The only recipe for disaster for Romney is a loss in both Iowa and New Hampshire. But the only person for which Iowa is do or die is Mike Huckabee.
Sunday, December 16, 2007
Which brings me to Mike Huckabee. Huck's recent surge has shocked just about everyone: political pundits, the Republican establishment, probably even Huck himself. Here at Mitt Rocks we've shared in this shock, especially since Huck's rise has hurt our man Mitt, particularly in Iowa. My initial reaction was an emotional one: "How could such a weak candidate like Huck undercut a candidate of Mitt's caliber?" I've been thinking about this the last couple of weeks and I think I have an answer. I think this just might help explain what some are calling "The Huckabee Phenemenon," but which I'll call The Cult of Personality.
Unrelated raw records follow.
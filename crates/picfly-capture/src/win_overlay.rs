use std::collections::VecDeque;
use std::ffi::c_void;
use std::time::Duration;

use picfly_types::{OverlayEvent, Point, ScreenBounds, SelectionRect};
use windows::Win32::Foundation::{HWND, LPARAM, LRESULT, RECT, WPARAM};
use windows::Win32::Graphics::Gdi::{
    BI_RGB, BITMAPINFO, BITMAPINFOHEADER, BeginPaint, DIB_RGB_COLORS, EndPaint, InvalidateRect,
    PAINTSTRUCT, SetDIBitsToDevice, UpdateWindow,
};
use windows::Win32::System::LibraryLoader::GetModuleHandleW;
use windows::Win32::UI::Input::KeyboardAndMouse::{ReleaseCapture, SetCapture, SetFocus, VK_ESCAPE};
use windows::Win32::UI::WindowsAndMessaging::{
    CreateWindowExW, DefWindowProcW, DestroyWindow, DispatchMessageW, GWLP_USERDATA,
    GetWindowLongPtrW, IDC_CROSS, LoadCursorW, MSG, MsgWaitForMultipleObjects, PM_REMOVE,
    PeekMessageW, QS_ALLINPUT, RegisterClassExW, SW_SHOW, SetForegroundWindow,
    SetWindowLongPtrW, ShowWindow, TranslateMessage, WM_CLOSE, WM_ERASEBKGND, WM_KEYDOWN,
    WM_LBUTTONDOWN, WM_LBUTTONUP, WM_MOUSEMOVE, WM_PAINT, WM_RBUTTONDOWN, WNDCLASSEXW,
    WS_EX_TOOLWINDOW, WS_EX_TOPMOST, WS_POPUP,
};
use windows::core::w;

use crate::CaptureError;
use crate::overlay::{OverlayFrames, OverlaySession, OverlaySurface};

const CLASS_NAME: windows::core::PCWSTR = w!("PicflyRegionOverlay");

/// Topmost popup window covering the whole virtual screen.
pub struct WinOverlay;

struct OverlayState {
    frames: OverlayFrames,
    selection: Option<SelectionRect>,
    events: VecDeque<OverlayEvent>,
}

struct WinOverlaySession {
    hwnd: HWND,
    state: Box<OverlayState>,
}

impl OverlaySurface for WinOverlay {
    fn open(
        &self,
        bounds: ScreenBounds,
        frames: OverlayFrames,
    ) -> Result<Box<dyn OverlaySession>, CaptureError> {
        let mut state = Box::new(OverlayState {
            frames,
            selection: None,
            events: VecDeque::new(),
        });

        unsafe {
            let module = GetModuleHandleW(None)
                .map_err(|e| CaptureError::Overlay(format!("GetModuleHandleW: {e}")))?;
            let cursor = LoadCursorW(None, IDC_CROSS)
                .map_err(|e| CaptureError::Overlay(format!("LoadCursorW: {e}")))?;

            let class = WNDCLASSEXW {
                cbSize: size_of::<WNDCLASSEXW>() as u32,
                lpfnWndProc: Some(overlay_proc),
                hInstance: module.into(),
                hCursor: cursor,
                lpszClassName: CLASS_NAME,
                ..Default::default()
            };
            // Fails harmlessly once the class exists from an earlier session
            let _ = RegisterClassExW(&class);

            let hwnd = CreateWindowExW(
                WS_EX_TOPMOST | WS_EX_TOOLWINDOW,
                CLASS_NAME,
                w!("picfly"),
                WS_POPUP,
                bounds.x,
                bounds.y,
                bounds.width as i32,
                bounds.height as i32,
                None,
                None,
                Some(module.into()),
                None,
            )
            .map_err(|e| CaptureError::Overlay(format!("CreateWindowExW: {e}")))?;

            SetWindowLongPtrW(hwnd, GWLP_USERDATA, &mut *state as *mut OverlayState as isize);
            let _ = ShowWindow(hwnd, SW_SHOW);
            let _ = SetForegroundWindow(hwnd);
            let _ = SetFocus(Some(hwnd));
            let _ = UpdateWindow(hwnd);

            tracing::debug!(?bounds, "overlay shown");
            Ok(Box::new(WinOverlaySession { hwnd, state }))
        }
    }
}

impl WinOverlaySession {
    fn pump(&mut self) {
        let mut msg = MSG::default();
        unsafe {
            while PeekMessageW(&mut msg, None, 0, 0, PM_REMOVE).as_bool() {
                let _ = TranslateMessage(&msg);
                DispatchMessageW(&msg);
            }
        }
    }
}

impl OverlaySession for WinOverlaySession {
    fn next_event(&mut self, timeout: Duration) -> Option<OverlayEvent> {
        if let Some(event) = self.state.events.pop_front() {
            return Some(event);
        }

        self.pump();
        if self.state.events.is_empty() {
            let millis = timeout.as_millis().min(u128::from(u32::MAX)) as u32;
            unsafe {
                let _ = MsgWaitForMultipleObjects(None, false, millis, QS_ALLINPUT);
            }
            self.pump();
        }
        self.state.events.pop_front()
    }

    fn render(&mut self, selection: Option<SelectionRect>, damage: SelectionRect) {
        self.state.selection = selection;
        let rect = RECT {
            left: damage.x0,
            top: damage.y0,
            right: damage.x1,
            bottom: damage.y1,
        };
        unsafe {
            let _ = InvalidateRect(Some(self.hwnd), Some(&rect as *const RECT), false);
            let _ = UpdateWindow(self.hwnd);
        }
    }
}

impl Drop for WinOverlaySession {
    fn drop(&mut self) {
        unsafe {
            SetWindowLongPtrW(self.hwnd, GWLP_USERDATA, 0);
            if let Err(e) = DestroyWindow(self.hwnd) {
                tracing::warn!("failed to destroy overlay window: {e}");
            }
        }
        // Flush WM_DESTROY and friends so nothing reaches the proc after the state is gone
        self.pump();
        tracing::debug!("overlay closed");
    }
}

fn point_from(lparam: LPARAM) -> Point {
    let x = (lparam.0 & 0xFFFF) as u16 as i16;
    let y = ((lparam.0 >> 16) & 0xFFFF) as u16 as i16;
    Point::new(i32::from(x), i32::from(y))
}

unsafe fn paint(hwnd: HWND, state: &OverlayState) {
    let mut ps = PAINTSTRUCT::default();
    let hdc = unsafe { BeginPaint(hwnd, &mut ps) };
    let dirty = SelectionRect {
        x0: ps.rcPaint.left,
        y0: ps.rcPaint.top,
        x1: ps.rcPaint.right,
        y1: ps.rcPaint.bottom,
    };

    if let Some(patch) = state.frames.compose(state.selection, dirty) {
        let width = patch.rect.width();
        let height = patch.rect.height();
        let info = BITMAPINFO {
            bmiHeader: BITMAPINFOHEADER {
                biSize: size_of::<BITMAPINFOHEADER>() as u32,
                biWidth: width as i32,
                // Negative height: rows are top-down
                biHeight: -(height as i32),
                biPlanes: 1,
                biBitCount: 32,
                biCompression: BI_RGB.0,
                ..Default::default()
            },
            ..Default::default()
        };
        unsafe {
            SetDIBitsToDevice(
                hdc,
                patch.rect.x0,
                patch.rect.y0,
                width,
                height,
                0,
                0,
                0,
                height,
                patch.pixels.as_ptr() as *const c_void,
                &info,
                DIB_RGB_COLORS,
            );
        }
    }

    let _ = unsafe { EndPaint(hwnd, &ps) };
}

unsafe extern "system" fn overlay_proc(
    hwnd: HWND,
    msg: u32,
    wparam: WPARAM,
    lparam: LPARAM,
) -> LRESULT {
    let ptr = unsafe { GetWindowLongPtrW(hwnd, GWLP_USERDATA) } as *mut OverlayState;
    if ptr.is_null() {
        return unsafe { DefWindowProcW(hwnd, msg, wparam, lparam) };
    }
    let state = unsafe { &mut *ptr };

    let event = match msg {
        WM_PAINT => {
            unsafe { paint(hwnd, state) };
            return LRESULT(0);
        }
        WM_ERASEBKGND => return LRESULT(1),
        WM_LBUTTONDOWN => {
            let _ = unsafe { SetCapture(hwnd) };
            OverlayEvent::PointerDown(point_from(lparam))
        }
        WM_MOUSEMOVE => OverlayEvent::PointerMove(point_from(lparam)),
        WM_LBUTTONUP => {
            let _ = unsafe { ReleaseCapture() };
            OverlayEvent::PointerUp(point_from(lparam))
        }
        WM_RBUTTONDOWN => OverlayEvent::Cancel,
        WM_KEYDOWN if wparam.0 == usize::from(VK_ESCAPE.0) => OverlayEvent::Cancel,
        // The session owns the window; closing just ends the selection
        WM_CLOSE => OverlayEvent::Closed,
        _ => return unsafe { DefWindowProcW(hwnd, msg, wparam, lparam) },
    };

    state.events.push_back(event);
    LRESULT(0)
}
Humans are predisposed to what I'll call "liking." We naturally gravitate to people whose personalities we like. We do it at work. We do it at school. We do it with the opposite sex. In all these areas we enjoy surrounding ourselves with people who put us at ease. We seek out those whose personalities resonate with our own, people with whom we'd feel comfortable telling anything, people we really like. What's odd, however, is that we establish the same criteria for embracing political candidates. We want to align ourselves with politicians we like, those we think would make great personal friends, those who share our interests, religious beliefs, culture, and economic status.
The problem with this emphasis on "liking" is that it places a premium on personality, while ignoring that politicians are, first and foremost, professionals. Like doctors and lawyers, politicians are bona fide professionals, experts in civic affairs whom we expect to be skilled at their craft. Among other things, we expect our politicians to expertly balance huge budgets, lead large teams of people, negotiate compromise, and successfully manage the day-to-day affairs of a complex bureaucracy. These are all critical skills that a politician must have, and history has shown that those who don't possess them have failed.
Yet we persist in wanting to elect politicians we "like," often at the expense of electing people who have the real skills to succeed. I'd like to sketch a hypothetical scenario. If you were about to go into a high risk surgery, which doctor would you prefer to lead your operation? (A) the doctor who was not terribly personable but who stayed current on the latest medical research and whose surgical skills were first rate, or (B) the doctor who was very friendly but whose surgical skills were out of date and lacking? Which of these doctors would you trust with your life?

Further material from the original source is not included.